#### WORK ORDER
Could you return every line of the records below that contains the word "Option"?

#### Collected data
§
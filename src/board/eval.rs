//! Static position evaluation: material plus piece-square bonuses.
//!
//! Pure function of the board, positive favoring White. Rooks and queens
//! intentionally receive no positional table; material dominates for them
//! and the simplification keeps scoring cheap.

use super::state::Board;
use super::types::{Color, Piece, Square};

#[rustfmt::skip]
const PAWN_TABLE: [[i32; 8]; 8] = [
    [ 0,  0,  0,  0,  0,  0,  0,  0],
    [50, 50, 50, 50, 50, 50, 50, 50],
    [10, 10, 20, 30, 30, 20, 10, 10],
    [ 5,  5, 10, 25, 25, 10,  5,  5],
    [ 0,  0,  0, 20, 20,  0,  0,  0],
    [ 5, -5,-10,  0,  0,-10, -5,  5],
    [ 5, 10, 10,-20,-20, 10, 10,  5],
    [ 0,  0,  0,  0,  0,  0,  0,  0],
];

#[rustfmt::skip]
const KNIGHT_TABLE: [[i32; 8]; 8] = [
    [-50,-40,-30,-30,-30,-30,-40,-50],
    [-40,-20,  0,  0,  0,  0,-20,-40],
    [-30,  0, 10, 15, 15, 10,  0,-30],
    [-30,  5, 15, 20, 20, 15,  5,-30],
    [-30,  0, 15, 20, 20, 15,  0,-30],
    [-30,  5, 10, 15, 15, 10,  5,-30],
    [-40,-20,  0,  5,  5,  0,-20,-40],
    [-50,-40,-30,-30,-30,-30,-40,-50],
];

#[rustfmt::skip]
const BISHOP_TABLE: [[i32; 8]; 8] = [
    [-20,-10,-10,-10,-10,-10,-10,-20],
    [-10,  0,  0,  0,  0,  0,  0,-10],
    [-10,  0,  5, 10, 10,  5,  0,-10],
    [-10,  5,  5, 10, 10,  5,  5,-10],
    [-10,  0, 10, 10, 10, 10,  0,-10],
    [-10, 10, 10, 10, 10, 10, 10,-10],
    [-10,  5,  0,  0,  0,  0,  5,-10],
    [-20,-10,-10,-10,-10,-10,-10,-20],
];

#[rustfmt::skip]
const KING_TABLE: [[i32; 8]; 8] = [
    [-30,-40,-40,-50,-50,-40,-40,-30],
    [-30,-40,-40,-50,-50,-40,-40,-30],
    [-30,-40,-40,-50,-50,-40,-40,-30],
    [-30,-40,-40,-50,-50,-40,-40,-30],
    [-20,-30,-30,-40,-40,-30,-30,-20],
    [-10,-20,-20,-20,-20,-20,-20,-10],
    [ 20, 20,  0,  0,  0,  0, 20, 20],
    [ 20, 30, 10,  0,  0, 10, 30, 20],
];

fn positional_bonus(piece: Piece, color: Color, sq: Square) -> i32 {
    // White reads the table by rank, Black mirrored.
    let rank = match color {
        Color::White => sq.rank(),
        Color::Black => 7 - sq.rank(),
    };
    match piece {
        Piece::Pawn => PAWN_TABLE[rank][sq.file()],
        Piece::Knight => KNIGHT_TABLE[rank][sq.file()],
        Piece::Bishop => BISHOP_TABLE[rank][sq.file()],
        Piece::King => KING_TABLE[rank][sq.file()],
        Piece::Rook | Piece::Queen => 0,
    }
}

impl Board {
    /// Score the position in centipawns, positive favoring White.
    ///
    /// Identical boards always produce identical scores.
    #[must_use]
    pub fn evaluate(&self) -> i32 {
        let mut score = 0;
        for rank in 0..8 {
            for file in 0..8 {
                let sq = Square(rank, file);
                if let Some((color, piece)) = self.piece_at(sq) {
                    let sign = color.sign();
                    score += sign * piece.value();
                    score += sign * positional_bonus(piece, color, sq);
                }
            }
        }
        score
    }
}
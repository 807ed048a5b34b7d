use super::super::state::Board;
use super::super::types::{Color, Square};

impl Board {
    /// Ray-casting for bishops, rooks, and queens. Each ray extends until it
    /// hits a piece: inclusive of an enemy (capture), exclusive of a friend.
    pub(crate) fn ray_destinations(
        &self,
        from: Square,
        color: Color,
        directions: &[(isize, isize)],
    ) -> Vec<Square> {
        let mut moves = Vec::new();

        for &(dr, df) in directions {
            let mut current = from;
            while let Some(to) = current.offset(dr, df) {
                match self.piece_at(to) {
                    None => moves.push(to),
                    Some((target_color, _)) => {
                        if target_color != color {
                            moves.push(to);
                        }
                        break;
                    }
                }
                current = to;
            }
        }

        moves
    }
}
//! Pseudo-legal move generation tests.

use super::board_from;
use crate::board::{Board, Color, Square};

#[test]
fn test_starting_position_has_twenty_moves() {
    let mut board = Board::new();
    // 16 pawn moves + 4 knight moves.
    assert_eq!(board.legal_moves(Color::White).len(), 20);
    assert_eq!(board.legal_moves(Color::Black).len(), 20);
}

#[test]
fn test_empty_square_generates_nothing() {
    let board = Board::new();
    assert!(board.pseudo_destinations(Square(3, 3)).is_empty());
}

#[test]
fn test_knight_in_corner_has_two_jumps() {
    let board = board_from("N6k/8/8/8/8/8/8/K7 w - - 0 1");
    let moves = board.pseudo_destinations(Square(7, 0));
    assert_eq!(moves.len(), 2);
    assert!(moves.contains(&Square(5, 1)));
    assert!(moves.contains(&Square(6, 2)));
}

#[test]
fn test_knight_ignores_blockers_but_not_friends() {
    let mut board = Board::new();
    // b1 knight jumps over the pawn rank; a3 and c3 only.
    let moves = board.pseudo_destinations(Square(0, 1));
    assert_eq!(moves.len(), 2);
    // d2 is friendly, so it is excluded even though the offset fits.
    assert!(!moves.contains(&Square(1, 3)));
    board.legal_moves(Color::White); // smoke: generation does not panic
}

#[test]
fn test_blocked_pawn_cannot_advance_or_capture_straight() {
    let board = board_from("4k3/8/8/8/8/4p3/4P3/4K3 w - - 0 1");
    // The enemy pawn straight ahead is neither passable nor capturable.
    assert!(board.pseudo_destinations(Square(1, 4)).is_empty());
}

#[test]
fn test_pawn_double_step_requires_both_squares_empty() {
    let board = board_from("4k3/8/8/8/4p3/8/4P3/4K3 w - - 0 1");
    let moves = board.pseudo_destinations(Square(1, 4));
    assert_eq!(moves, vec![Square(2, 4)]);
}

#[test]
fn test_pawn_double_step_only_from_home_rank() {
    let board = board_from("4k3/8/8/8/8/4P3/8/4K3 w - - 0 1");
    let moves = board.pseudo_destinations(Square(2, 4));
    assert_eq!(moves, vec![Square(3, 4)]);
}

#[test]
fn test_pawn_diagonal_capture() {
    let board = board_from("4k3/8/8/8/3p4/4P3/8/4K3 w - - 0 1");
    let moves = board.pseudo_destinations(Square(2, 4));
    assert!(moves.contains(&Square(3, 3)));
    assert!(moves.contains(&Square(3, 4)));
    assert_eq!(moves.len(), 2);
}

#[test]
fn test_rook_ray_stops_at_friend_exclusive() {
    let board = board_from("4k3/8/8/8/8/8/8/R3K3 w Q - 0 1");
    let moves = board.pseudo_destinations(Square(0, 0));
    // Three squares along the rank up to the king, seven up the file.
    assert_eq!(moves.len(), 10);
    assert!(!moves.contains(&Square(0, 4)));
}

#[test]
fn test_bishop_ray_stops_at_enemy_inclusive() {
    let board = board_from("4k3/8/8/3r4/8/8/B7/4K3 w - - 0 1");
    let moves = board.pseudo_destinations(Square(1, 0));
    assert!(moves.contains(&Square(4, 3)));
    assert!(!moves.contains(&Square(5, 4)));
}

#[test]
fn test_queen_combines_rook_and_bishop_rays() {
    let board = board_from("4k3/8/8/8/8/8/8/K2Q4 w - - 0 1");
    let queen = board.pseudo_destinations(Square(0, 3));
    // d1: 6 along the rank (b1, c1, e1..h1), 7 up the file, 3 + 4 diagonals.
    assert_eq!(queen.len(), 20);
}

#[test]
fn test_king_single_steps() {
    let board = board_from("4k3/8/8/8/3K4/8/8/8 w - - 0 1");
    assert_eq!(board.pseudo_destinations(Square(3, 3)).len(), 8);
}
§
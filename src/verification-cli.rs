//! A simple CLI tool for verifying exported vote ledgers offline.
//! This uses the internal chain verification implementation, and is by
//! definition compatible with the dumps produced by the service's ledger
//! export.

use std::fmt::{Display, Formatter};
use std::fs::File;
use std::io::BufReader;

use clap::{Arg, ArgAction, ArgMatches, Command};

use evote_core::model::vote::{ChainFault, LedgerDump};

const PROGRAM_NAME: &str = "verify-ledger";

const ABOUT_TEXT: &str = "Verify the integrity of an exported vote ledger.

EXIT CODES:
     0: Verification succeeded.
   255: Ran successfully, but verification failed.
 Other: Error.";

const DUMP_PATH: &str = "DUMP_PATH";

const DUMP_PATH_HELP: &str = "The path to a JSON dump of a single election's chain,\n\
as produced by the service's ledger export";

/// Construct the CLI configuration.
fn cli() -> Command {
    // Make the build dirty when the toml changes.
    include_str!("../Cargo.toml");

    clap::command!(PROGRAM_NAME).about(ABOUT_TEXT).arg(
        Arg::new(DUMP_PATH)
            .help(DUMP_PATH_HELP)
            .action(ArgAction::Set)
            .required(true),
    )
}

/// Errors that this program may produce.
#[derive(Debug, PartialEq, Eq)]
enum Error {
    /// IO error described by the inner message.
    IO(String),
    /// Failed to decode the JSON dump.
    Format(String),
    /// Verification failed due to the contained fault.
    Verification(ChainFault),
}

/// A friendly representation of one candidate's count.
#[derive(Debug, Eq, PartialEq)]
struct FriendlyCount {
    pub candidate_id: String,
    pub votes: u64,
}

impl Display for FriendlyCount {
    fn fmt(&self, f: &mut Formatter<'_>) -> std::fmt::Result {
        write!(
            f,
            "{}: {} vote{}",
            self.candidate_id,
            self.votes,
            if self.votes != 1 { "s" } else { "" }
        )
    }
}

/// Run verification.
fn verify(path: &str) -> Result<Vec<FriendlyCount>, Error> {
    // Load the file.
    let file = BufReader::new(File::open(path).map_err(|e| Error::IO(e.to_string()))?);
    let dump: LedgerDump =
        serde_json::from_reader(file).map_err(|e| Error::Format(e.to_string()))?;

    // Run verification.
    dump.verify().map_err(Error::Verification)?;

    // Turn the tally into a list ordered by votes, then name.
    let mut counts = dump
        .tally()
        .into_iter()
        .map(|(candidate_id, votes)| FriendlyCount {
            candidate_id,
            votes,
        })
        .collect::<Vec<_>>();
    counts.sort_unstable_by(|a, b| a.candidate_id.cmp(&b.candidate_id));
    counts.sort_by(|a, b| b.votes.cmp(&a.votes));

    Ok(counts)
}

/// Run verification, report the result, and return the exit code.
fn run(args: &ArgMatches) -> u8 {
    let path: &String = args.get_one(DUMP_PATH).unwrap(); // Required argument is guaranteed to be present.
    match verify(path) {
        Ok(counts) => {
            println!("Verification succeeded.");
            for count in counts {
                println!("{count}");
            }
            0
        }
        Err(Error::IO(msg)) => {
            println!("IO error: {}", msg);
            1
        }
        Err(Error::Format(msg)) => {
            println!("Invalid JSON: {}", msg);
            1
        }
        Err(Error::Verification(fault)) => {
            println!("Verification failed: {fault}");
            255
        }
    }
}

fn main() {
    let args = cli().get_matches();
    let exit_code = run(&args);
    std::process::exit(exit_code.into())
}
§
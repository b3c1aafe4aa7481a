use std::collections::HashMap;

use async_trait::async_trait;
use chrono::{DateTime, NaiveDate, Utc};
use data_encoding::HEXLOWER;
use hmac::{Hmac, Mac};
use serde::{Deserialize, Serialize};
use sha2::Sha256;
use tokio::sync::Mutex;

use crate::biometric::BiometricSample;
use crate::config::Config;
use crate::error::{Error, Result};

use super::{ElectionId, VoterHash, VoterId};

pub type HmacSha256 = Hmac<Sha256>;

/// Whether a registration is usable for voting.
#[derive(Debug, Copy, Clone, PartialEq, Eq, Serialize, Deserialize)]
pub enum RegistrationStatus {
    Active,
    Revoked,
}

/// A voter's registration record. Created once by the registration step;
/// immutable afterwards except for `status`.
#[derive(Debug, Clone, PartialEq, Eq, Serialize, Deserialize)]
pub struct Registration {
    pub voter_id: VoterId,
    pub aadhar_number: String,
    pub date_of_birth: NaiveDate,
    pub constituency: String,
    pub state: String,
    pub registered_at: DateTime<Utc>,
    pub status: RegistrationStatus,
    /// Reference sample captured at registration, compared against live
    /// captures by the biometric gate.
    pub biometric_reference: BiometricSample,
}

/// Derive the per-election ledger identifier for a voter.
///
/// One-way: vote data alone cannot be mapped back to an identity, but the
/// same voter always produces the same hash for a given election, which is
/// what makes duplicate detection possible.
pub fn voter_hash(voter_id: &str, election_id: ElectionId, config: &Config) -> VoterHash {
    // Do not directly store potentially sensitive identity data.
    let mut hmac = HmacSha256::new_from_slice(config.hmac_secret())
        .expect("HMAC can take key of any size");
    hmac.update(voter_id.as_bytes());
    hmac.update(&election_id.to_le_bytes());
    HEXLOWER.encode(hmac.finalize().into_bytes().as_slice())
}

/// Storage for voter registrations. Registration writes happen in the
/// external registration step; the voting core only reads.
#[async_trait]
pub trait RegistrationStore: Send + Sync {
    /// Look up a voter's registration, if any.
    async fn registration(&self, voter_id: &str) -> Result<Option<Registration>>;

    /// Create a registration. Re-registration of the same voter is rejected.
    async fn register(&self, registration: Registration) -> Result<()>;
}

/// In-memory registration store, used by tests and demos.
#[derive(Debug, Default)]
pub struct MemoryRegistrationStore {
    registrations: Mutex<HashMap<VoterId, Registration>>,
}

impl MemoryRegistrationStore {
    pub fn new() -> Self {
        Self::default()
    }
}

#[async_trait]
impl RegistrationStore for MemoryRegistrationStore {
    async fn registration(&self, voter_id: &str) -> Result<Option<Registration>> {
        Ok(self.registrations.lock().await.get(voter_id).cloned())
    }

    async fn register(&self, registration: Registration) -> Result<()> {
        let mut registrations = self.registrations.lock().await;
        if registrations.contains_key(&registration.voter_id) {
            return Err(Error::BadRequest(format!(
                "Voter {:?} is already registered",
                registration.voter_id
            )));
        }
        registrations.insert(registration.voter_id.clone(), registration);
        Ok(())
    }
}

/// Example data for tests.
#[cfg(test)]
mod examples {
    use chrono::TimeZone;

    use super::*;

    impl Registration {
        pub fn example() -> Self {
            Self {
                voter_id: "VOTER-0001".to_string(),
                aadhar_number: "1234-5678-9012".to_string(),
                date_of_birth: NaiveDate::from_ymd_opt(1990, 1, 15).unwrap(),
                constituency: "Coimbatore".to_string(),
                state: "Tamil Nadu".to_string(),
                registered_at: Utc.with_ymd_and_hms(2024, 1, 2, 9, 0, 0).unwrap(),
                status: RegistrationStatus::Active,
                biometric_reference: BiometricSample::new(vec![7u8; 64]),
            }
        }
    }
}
§
#### COMPLETED TASK
    async fn registration(&self, voter_id: &str) -> Result<Option<Registration>>;
    async fn registration(&self, voter_id: &str) -> Result<Option<Registration>> {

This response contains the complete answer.